Cervical cancer is a serious concern for women across Australia. In fact, every day, about 3 Australian women will be diagnosed with cervical cancer. The good news is that cervical cancer is one of the most preventable and treatable forms of cancer.
Due to the success of our HPV vaccination program and changes to the National Cervical Screening Program, Australia is on track to be the first country in the world to eliminate cervical cancer as a public health problem. If Australian vaccination and screening coverage are maintained at their current rates, we are set to reach this target by 2035.
It’s not just here on local shores where elimination is possible. Recent Cancer Council NSW research has found that if we achieve high global coverage with both HPV vaccination and cervical screening from 2020, we could prevent an incredible 13 million cases of cervical cancer over the next 50 years, and could achieve worldwide elimination of cervical cancer in most countries by the end of the century.

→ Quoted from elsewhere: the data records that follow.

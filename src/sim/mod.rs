//! Frame-stepped simulation module
//!
//! All gameplay logic lives here. Nothing in this module touches a window,
//! a GPU or the clock:
//! - Frame delta comes in through [`tick`]
//! - Seeded RNG only
//! - Stable iteration order (pool slot order)

pub mod arrow;
pub mod entity;
pub mod hero;
pub mod pool;
pub mod rect;
pub mod slime;
pub mod snapshot;
pub mod state;
pub mod tick;
pub mod world;

pub use arrow::{Arrow, ArrowState};
pub use entity::{Entity, Sprite, Tint};
pub use hero::Hero;
pub use pool::{Pooled, Recycler, SpawnSchedule, first_free};
pub use rect::{Rect, intersects};
pub use slime::Slime;
pub use snapshot::{DrawItem, Hud};
pub use state::{GamePhase, GameState, Quiver};
pub use tick::{TickInput, tick};
pub use world::{Cell, TileWorld};
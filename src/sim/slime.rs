//! Slimes: homing enemies that drain the hero on contact
//!
//! Close to the hero a slime latches its heading and keeps it, only softly
//! steered toward the hero, so it orbits and overshoots instead of jittering
//! on top of its target. Around the hero there is an attraction band: slimes
//! speed up as they enter it and slow down near the middle.

use glam::Vec2;
use rand::Rng;

use super::arrow::Arrow;
use super::entity::{Entity, Sprite, Tint};
use super::hero::Hero;
use super::rect::Rect;
use super::world::TileWorld;
use crate::consts::*;
use crate::unit_or_zero;

#[derive(Debug, Clone)]
pub struct Slime {
    pub entity: Entity,
    pub speed: f32,
    /// Health drained from the hero per second of contact
    pub drain_rate: f32,
    /// Spin rate in radians per second
    pub rotation: f32,
    pub fixed_direction: Vec2,
    pub fixed: bool,
    /// Not killed since the last spawn
    pub alive: bool,
}

impl Slime {
    /// New inactive slime sized for the given grid
    pub fn new(cell_size: f32, drain_rate: f32) -> Self {
        let s = cell_size / 2.5;
        let mut entity = Entity::new(Sprite::Slime, Vec2::ZERO, Rect::new(-s, -s, s, s));
        entity.tint = Tint::Red;
        entity.deactivate();
        Self {
            entity,
            speed: 40.0,
            drain_rate,
            rotation: 0.0,
            fixed_direction: Vec2::ZERO,
            fixed: false,
            alive: false,
        }
    }

    #[inline]
    pub fn pos(&self) -> Vec2 {
        self.entity.pos
    }

    #[inline]
    pub fn abs_collider(&self) -> Rect {
        self.entity.abs_collider()
    }

    /// (Re)activate at `pos` with a freshly rolled spin and speed.
    /// Later spawns are faster.
    pub fn spawn<R: Rng>(&mut self, rng: &mut R, pos: Vec2, elapsed: f32) {
        self.entity.pos = pos;
        self.entity.angle = 0.0;
        self.entity.tint = Tint::Red;
        self.entity.activate();
        self.rotation = rng.random::<f32>() + 0.2;
        self.speed = self.rotation * 40.0 + 30.0 + elapsed / 10.0;
        self.fixed = false;
        self.fixed_direction = Vec2::ZERO;
        self.alive = true;
    }

    /// Stop simulating; the body stays on the floor until recycled
    pub fn kill(&mut self) {
        self.alive = false;
        self.entity.active = false;
        self.entity.tint = Tint::DarkRed;
    }

    /// Advance one frame. Returns true if an arrow killed the slime.
    pub fn update(&mut self, dt: f32, hero: &mut Hero, arrows: &mut [Arrow], world: &TileWorld) -> bool {
        if !self.entity.active {
            return false;
        }

        let mut dir = unit_or_zero(self.entity.pos, hero.pos());
        if self.fixed {
            // Stick to the latched heading until out of range
            dir = (self.fixed_direction + dir * 0.5).normalize_or_zero();
        }
        let delta = dir * self.speed * dt;
        self.entity.pos += delta;
        self.entity.angle += (self.rotation + 0.2) * dt;

        let mut wall_collided = false;
        let col = self.abs_collider();
        if col.intersects(&hero.abs_collider()) {
            hero.damage(-self.drain_rate * dt);
            hero.slow_down(SLIME_SLOW_DOWN);
        } else if world.colliders_near(&col).iter().any(|wall| wall.intersects(&col)) {
            self.entity.pos -= delta;
            wall_collided = true;
            self.fixed = false;
        }

        let diff = hero.pos().distance(self.entity.pos);
        if diff <= SLIME_SENSE_RADIUS && !wall_collided {
            if diff < SLIME_LATCH_RADIUS && !self.fixed {
                self.fixed_direction = dir;
                self.fixed = true;
            }
            // Speed up entering the band, slow down near its middle
            let rate = (SLIME_SWEET_SPOT - diff) / SLIME_SENSE_RADIUS;
            self.entity.pos -= delta * rate;
        } else if self.fixed {
            self.fixed = false;
        }

        if diff < SLIME_SENSE_RADIUS {
            self.entity.angle += (SLIME_SENSE_RADIUS - diff) / 300.0;
        }

        let col = self.abs_collider();
        let mut killed = false;
        for arrow in arrows.iter_mut() {
            if arrow.kills(&col) {
                arrow.stick();
                killed = true;
            }
        }
        if killed {
            self.kill();
        }
        killed
    }
}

This is the first time that such predictions have been made at a global scale. While these findings are encouraging, we all have a part to play in ensuring that cervical cancer rates continue to decline.
Here are five ways you can reduce your risk of developing cervical cancer:
The current HPV vaccine protects against 90% of cervical cancers, as well as other HPV-related cancers. As part of the National HPV Vaccination Program, the vaccine is free for girls and boys aged up to 19 years, and recommended to be delivered at ages 12 and 13. Males and females aged 20 or older may still benefit from the HPV vaccine and can ask their GP for more information, or check out the website here.
However even if you’ve been vaccinated, you will still need regular screening tests as the HPV vaccine does not provide protection against all types of HPV.
In its early stages, cervical cancer usually has no symptoms. The only way to know if there are abnormal cells in the cervix, which may develop into cervical cancer, is to have a cervical screening test. HPV testing looks for the presence of the virus that causes cervical cancer, which means doctors can find women who could be at risk of developing cervical cancer in the future.
All women aged 25-74 are eligible to take part in the National Cervical Screening Program and should have an HPV screening test every five years, even if they have been vaccinated for HPV. More information can be found here.
While a screening test is the most reliable identifier of cervical cancer, it can pay to be aware of any potential symptoms you may be experiencing (regardless of your age), including:
vaginal bleeding between periods, after menopause or during or after sexual intercourse
pain during sexual intercourse
unusual vaginal discharge
heavier periods or periods that last longer than usual
Talk With Your GP
If you are worried about symptoms you are experiencing, see your GP to discuss options for further investigation, regardless of your age. If you might be at higher risk of developing cervical cancer because of increased exposure to risk factors or specific personal history, again it’s best to talk to your GP.
Women in Victoria, South Australia and New South Wales aged 25-38 years, can also contribute to research towards cervical cancer elimination by joining Compass – Australia’s largest clinical trial finding the most effective strategies for optimising cervical screening in HPV vaccinated women. Interested women are encouraged to visit the Compass Trial website or to call the Compass hotline on 1800 611 635 to find their nearest participating GP and make an appointment to sign up.
You can reduce your risk for a number of cancers by leading a healthier lifestyle. For example, smoking increases the risk of developing cervical cancer in women with HPV. The lifestyle factors that can help protect against several other cancers include: enjoying a healthy diet, being physically active every day, limiting alcohol and maintaining a healthy body weight.
By staying on top of these five tips, you can substantially reduce your chances of developing cervical cancer. Elimination of cervical cancer as a public health problem, on a global scale, is well within our sights. Opportunities to make this kind of headway against cancer don’t come along very often, so we must all play our part in making cervical cancer elimination a reality.